La trivialité pensée par Yves Jeanneret
A l’occasion de la sortie de Critique de la trivialité, Yves Jeanneret, professeur de sciences de l’information et de la communication, directeur de la chaire pour l’innovation et la communication dans les médias et directeur adjoint du Celsa, était l’invité de l’Institut des Sciences de la Communication du CNRS et du CEISME . Les Effeuilleurs ont eu le plaisir d’y assister et de se plonger, avec l’auteur, au cœur de la conception de son dernier livre.

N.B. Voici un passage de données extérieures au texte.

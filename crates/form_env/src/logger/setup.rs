//!
//! Setup logging subsystem.
//!

use std::path::PathBuf;

use tracing_appender::non_blocking::WorkerGuard;
use tracing_subscriber::{
    filter, fmt, layer::SubscriberExt, util::SubscriberInitExt, EnvFilter, Layer,
};

use super::config;

/// Keeps the non-blocking log writers alive, logs are flushed when it is dropped.
#[derive(Debug)]
pub struct TelemetryGuard {
    _log_guards: Vec<WorkerGuard>,
}

///
/// Setup logging sub-system specifying.
/// Expects config and list of names of crates to watch.
///
pub fn setup<Str: AsRef<str>>(
    conf: &config::Log,
    service_name: &str,
    crates_to_watch: impl IntoIterator<Item = Str>,
) -> Result<TelemetryGuard, tracing_subscriber::util::TryInitError> {
    let mut guards = Vec::new();

    let file_writer = if conf.file.enabled {
        let mut path: PathBuf = crate::env::workspace_path();
        path.push(&conf.file.path);

        let file_appender = tracing_appender::rolling::hourly(&path, &conf.file.file_name);
        let (file_writer, guard) = tracing_appender::non_blocking(file_appender);
        guards.push(guard);

        let file_filter = conf
            .file
            .filtering_directive
            .as_deref()
            .and_then(|directive| directive.parse::<filter::Targets>().ok())
            .unwrap_or_else(|| filter::Targets::new().with_default(conf.file.level.into_level()));

        let file_layer = fmt::layer()
            .json()
            .with_current_span(true)
            .with_writer(file_writer)
            .with_filter(file_filter);

        Some(file_layer)
    } else {
        None
    };

    let console_layer = if conf.console.enabled {
        let (console_writer, guard) = tracing_appender::non_blocking(std::io::stdout());
        guards.push(guard);

        let console_filter = conf
            .console
            .filtering_directive
            .as_deref()
            .and_then(|directive| directive.parse::<filter::Targets>().ok())
            .unwrap_or_else(|| {
                let level = conf.console.level.into_level();
                crates_to_watch.into_iter().fold(
                    filter::Targets::new().with_default(tracing::Level::WARN),
                    |targets, acrate| targets.with_target(acrate.as_ref(), level),
                )
            });

        let console_layer = match conf.console.log_format {
            config::LogFormat::Default => fmt::layer()
                .with_timer(fmt::time::time())
                .with_span_events(fmt::format::FmtSpan::ACTIVE)
                .pretty()
                .with_writer(console_writer)
                .with_filter(console_filter)
                .boxed(),
            config::LogFormat::Json => fmt::layer()
                .json()
                .with_current_span(true)
                .with_writer(console_writer)
                .with_filter(console_filter)
                .boxed(),
        };

        Some(console_layer)
    } else {
        None
    };

    // Use 'RUST_LOG' environment variable will override the config settings
    tracing_subscriber::registry()
        .with(file_writer)
        .with(console_layer)
        .with(
            EnvFilter::builder()
                .with_default_directive(filter::LevelFilter::TRACE.into())
                .from_env_lossy(),
        )
        .try_init()?;

    tracing::debug!(service = service_name, "logger initialized");

    // Returning the WorkerGuard for logs to be printed until it is dropped
    Ok(TelemetryGuard {
        _log_guards: guards,
    })
}
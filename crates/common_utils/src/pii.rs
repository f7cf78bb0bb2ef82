//! Personal Identifiable Information protection.

use std::fmt;

use masking::{Strategy, WithType};

use crate::consts::UPI_VPA_SEPARATOR;

/// Strategy for masking a UPI virtual payment address
#[derive(Debug)]
pub enum UpiVpaMaskingStrategy {}

impl<T> Strategy<T> for UpiVpaMaskingStrategy
where
    T: AsRef<str> + fmt::Debug,
{
    /// Masks the local part of `username@bank`, leaving the handle visible.
    fn fmt(val: &T, f: &mut fmt::Formatter<'_>) -> fmt::Result {
        let val_str: &str = val.as_ref();
        match val_str.split_once(UPI_VPA_SEPARATOR) {
            Some((user, handle)) => write!(f, "{}@{}", "*".repeat(user.chars().count()), handle),
            None => WithType::fmt(val, f),
        }
    }
}
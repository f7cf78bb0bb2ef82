//! Custom validations for some shared types.

#![deny(clippy::invalid_regex)]

use std::sync::LazyLock;

use error_stack::report;
#[cfg(feature = "logs")]
use form_env::logger;
use regex::Regex;

use crate::{
    consts,
    errors::{CustomResult, ValidationError},
};

/// Performs a shape check of a UPI virtual payment address (`username@bank`).
///
/// Exactly one `@` is accepted, with one or more ASCII word characters, dots or hyphens on
/// both sides of it. No handle allow-list is consulted.
pub fn validate_upi_vpa(upi_id: &str) -> CustomResult<(), ValidationError> {
    static UPI_VPA_REGEX: LazyLock<Option<Regex>> = LazyLock::new(|| {
        #[allow(unknown_lints)]
        #[allow(clippy::manual_ok_err)]
        match Regex::new(consts::UPI_VPA_PATTERN) {
            Ok(regex) => Some(regex),
            Err(_error) => {
                #[cfg(feature = "logs")]
                logger::error!(?_error);
                None
            }
        }
    });
    let upi_vpa_regex = match UPI_VPA_REGEX.as_ref() {
        Some(regex) => Ok(regex),
        None => Err(report!(ValidationError::InvalidValue {
            message: "Invalid regex expression".into()
        })),
    }?;

    if upi_id.is_empty() {
        return Err(report!(ValidationError::MissingRequiredField {
            field_name: "upi_id".into()
        }));
    }

    if !upi_vpa_regex.is_match(upi_id) {
        return Err(report!(ValidationError::InvalidValue {
            message: "Invalid UPI id format".into()
        }));
    }

    Ok(())
}
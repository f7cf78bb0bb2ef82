pub mod errors;
pub mod session;
pub mod submit;
pub mod validation;
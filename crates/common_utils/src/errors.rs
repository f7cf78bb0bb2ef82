//! Errors and error specific types for universal use

/// Custom Result
/// A custom datatype that wraps the error variant <E> into a report, allowing
/// error_stack::Report<E> specific extendability
///
/// Effectively, equivalent to `Result<T, error_stack::Report<E>>`
///
pub type CustomResult<T, E> = error_stack::Result<T, E>;

/// Validation errors.
#[allow(missing_docs)] // Only to prevent warnings about struct fields not being documented
#[derive(Debug, thiserror::Error)]
pub enum ValidationError {
    /// The provided input is missing a required field.
    #[error("Missing required field: {field_name}")]
    MissingRequiredField { field_name: String },

    /// An invalid input was provided.
    #[error("{message}")]
    InvalidValue { message: String },
}
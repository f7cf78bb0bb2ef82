//!
//! Current environment related stuff.
//!

use std::path::PathBuf;

use serde::{Deserialize, Serialize};
use strum::{Display, EnumString};

/// Parent dir where Cargo.toml is stored
pub const CARGO_MANIFEST_DIR: &str = "CARGO_MANIFEST_DIR";
/// Env variable that sets Development/Sandbox/Production env
pub const RUN_ENV: &str = "RUN_ENV";

///
/// Current environment.
///
#[derive(Debug, Default, Deserialize, Serialize, Clone, Copy, Display, EnumString, PartialEq, Eq)]
pub enum Env {
    /// Development environment.
    #[default]
    Development,
    /// Sandbox environment.
    Sandbox,
    /// Production environment.
    Production,
}

/// Name of current environment. Either "Development", "Sandbox" or "Production".
pub fn which() -> Env {
    #[cfg(debug_assertions)]
    let default_env = Env::Development;
    #[cfg(not(debug_assertions))]
    let default_env = Env::Production;

    std::env::var(RUN_ENV).map_or_else(|_| default_env, |v| v.parse().unwrap_or(default_env))
}

///
/// Base path to look for config and logs directories.
/// Application expects to find `./config/` and `./logs/` relative this directories.
///
/// Crates live two levels below the workspace root, so when the manifest directory is known the
/// workspace root is found by going up twice. Otherwise the current directory is used.
///
pub fn workspace_path() -> PathBuf {
    if let Ok(manifest_dir) = std::env::var(CARGO_MANIFEST_DIR) {
        let mut path = PathBuf::from(manifest_dir);
        path.pop();
        path.pop();
        path
    } else {
        PathBuf::from(".")
    }
}

///
/// Service name deduced from name of the crate.
///
/// Example: `payment_form`.
///
#[macro_export]
macro_rules! service_name {
    () => {
        env!("CARGO_CRATE_NAME")
    };
}

///
/// Version of the crate, as written in its manifest.
///
#[macro_export]
macro_rules! version {
    () => {
        env!("CARGO_PKG_VERSION")
    };
}
use std::{fmt, marker::PhantomData};

use crate::{PeekInterface, Strategy, WithType};

/// Value whose `Debug` output is produced by the masking strategy `M`.
///
/// ```
/// use std::fmt;
///
/// use masking::{PeekInterface, Secret, Strategy};
///
/// enum LastFour {}
///
/// impl<T: AsRef<str>> Strategy<T> for LastFour {
///     fn fmt(value: &T, f: &mut fmt::Formatter<'_>) -> fmt::Result {
///         let value = value.as_ref();
///         let hidden = value.len().saturating_sub(4);
///         write!(f, "{}{}", "*".repeat(hidden), value.get(hidden..).unwrap_or_default())
///     }
/// }
///
/// let account: Secret<String, LastFour> = Secret::new("12345678".to_string());
/// assert_eq!(format!("{account:?}"), "****5678");
/// assert_eq!(account.peek(), "12345678");
/// ```
pub struct Secret<S, M = WithType>
where
    M: Strategy<S>,
{
    value: S,
    strategy: PhantomData<fn() -> M>,
}

impl<S, M> Secret<S, M>
where
    M: Strategy<S>,
{
    /// Wrap `value`.
    pub fn new(value: S) -> Self {
        Self {
            value,
            strategy: PhantomData,
        }
    }
}

impl<S, M: Strategy<S>> PeekInterface<S> for Secret<S, M> {
    fn peek(&self) -> &S {
        &self.value
    }
}

impl<S, M: Strategy<S>> From<S> for Secret<S, M> {
    fn from(value: S) -> Self {
        Self::new(value)
    }
}

impl<S: Clone, M: Strategy<S>> Clone for Secret<S, M> {
    fn clone(&self) -> Self {
        Self::new(self.value.clone())
    }
}

impl<S: Default, M: Strategy<S>> Default for Secret<S, M> {
    fn default() -> Self {
        Self::new(S::default())
    }
}

impl<S: PartialEq, M: Strategy<S>> PartialEq for Secret<S, M> {
    fn eq(&self, other: &Self) -> bool {
        self.value == other.value
    }
}

impl<S: Eq, M: Strategy<S>> Eq for Secret<S, M> {}

impl<S, M: Strategy<S>> fmt::Debug for Secret<S, M> {
    fn fmt(&self, f: &mut fmt::Formatter<'_>) -> fmt::Result {
        M::fmt(&self.value, f)
    }
}
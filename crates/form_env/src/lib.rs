#![forbid(unsafe_code)]
#![warn(missing_debug_implementations)]

//!
//! Environment of the payment form engine: logger, basic config, its environment awareness.
//!

#![doc = include_str!(concat!(env!("CARGO_MANIFEST_DIR" ), "/", "README.md"))]

pub mod env;
pub mod logger;

#[doc(inline)]
pub use logger::*;
pub use tracing;
pub use tracing_appender;

#[doc(inline)]
pub use self::env::*;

Critique de la trivialité est un des éléments centraux d’une question au cœur des recherches d’Yves Jeanneret, qui se questionne sur la circulation des savoirs dans l’espace social. Pour construire sa Critique, Yves Jeanneret a d’abord choisi de se concentrer sur l’étymologie du mot « trivialité ». Sa définition recentre la notion au cœur des problématiques des sciences de l’information et de la communication. La trivialité repose alors sur l’idée du carrefour, de la circulation et de l’échange.
Dès le début des années 2000, le chercheur avait pour projet d’articuler sa pensée en 2 volumes : le premier, Penser la trivialité, proposait un cadre conceptuel pour penser les processus d’appropriation liés à la trivialité. Aujourd’hui le deuxième, Critique de la trivialité étudie comment certains sujets de la communication se font acteurs de ces processus, les écrivent, les orientent, pour fabriquer du pouvoir et du profit.
En tant que sémiologue des écritures médiatiques, Yves Jeanneret a choisi d’ancrer son ouvrage au cœur de son domaine de prédiction, à savoir l’analyse des dispositifs d’écriture. Il y aborde les objets de la circulation des œuvres culturelles dans la société afin de comprendre comment ils se sont transformés avec internet et les médias informatisés.
Critique de la trivialité se découpe en quatre parties : la première retrace les éléments dégagés dans Penser la trivialité. En mettant en avant la participation de chacun à la trivialité, Yves Jeanneret y analyse les théories et les pratiques des processus de communication. La deuxième partie concerne les processus de professionnalisation dans une approche de la genèse des métiers. Le chercheur s’est ici inspiré de Louis Marin et de son analyse de la création de la fonction d’historiographe. Cette partie repose sur l’idée de « prétention » : il est impossible de maîtriser totalement la communication.
Ainsi un métier, une compétence ne peuvent s’imposer sans communication ; leur valeur et leur image sont construites par un récit. Dans la troisième partie, Yves Jeanneret s’intéresse à la relation entre l’industrie des dispositifs et la dynamique sociale des usages. Les médias informatisés traduisent une réappropriation de dispositifs d’écritures existants. En s’appuyant sur les travaux de Michel de Certeau, le chercheur dégage la notion d’économie scripturaire en évolution constante : cette notion définit la dialectique entre le processus d’industrialisation (qui vise à « normer » la sphère sociale par l’écriture) et les processus sociaux (qui, à l’intérieur même de ces dispositifs d’écriture, permettent le développement d’univers culturels et sociaux différents de ceux qui ont été programmés dans le passé). Les transformations ne sont pas des améliorations mais des redéfinitions constantes. Enfin, le sémioticien propose de remettre en question la notion d’ « économie politique de la communication » en abordant le capitalisme médiatique.
Yves Jeanneret est donc parti d’un constat : les recherches autour de la trivialité ont souffert de la marginalisation du concept parce qu’il n’était pas digne d’intérêt. De même, les SIC se sont concentrées sur un modèle binaire production / réception sans s’intéresser à la consommation, à la réappropriation, la réinterprétation et à la ré-émission. Pourtant, ces vingt dernières années ont été marquées par une montée de l’intérêt pour la trivialité, qui a été instrumentalisée. Les médias sociaux se sont ainsi appropriés les écritures produites gratuitement par leurs usagers, qui constituent de véritables panoplies documentaires, pour ensuite les financiariser. Cependant, la glorification de la trivialité s’accompagne aussi d’un oubli de sa complexité. Ainsi, les disciplines de l’archive ont été « gadgetisées », simplifiées. Le bulletin de notes, véritable symbole d’une institution, a été adopté dans sa forme par le site Note2Be, afin que les élèves puissent noter leurs professeurs. La trivialité a été décontextualisée. Aujourd’hui, l’industrie culturelle a une capacité formidable à réutiliser des éléments divers et à favoriser une nouvelle circulation des objets. Plus la trivialité est instrumentalisée, plus la glorification de l’expression de tous est valorisée. Mais, il ne faudrait pas confondre la reconnaissance de la valeur intellectuelle et culturelle de la production de tous avec la justification de toutes les formes de cette industrialisation.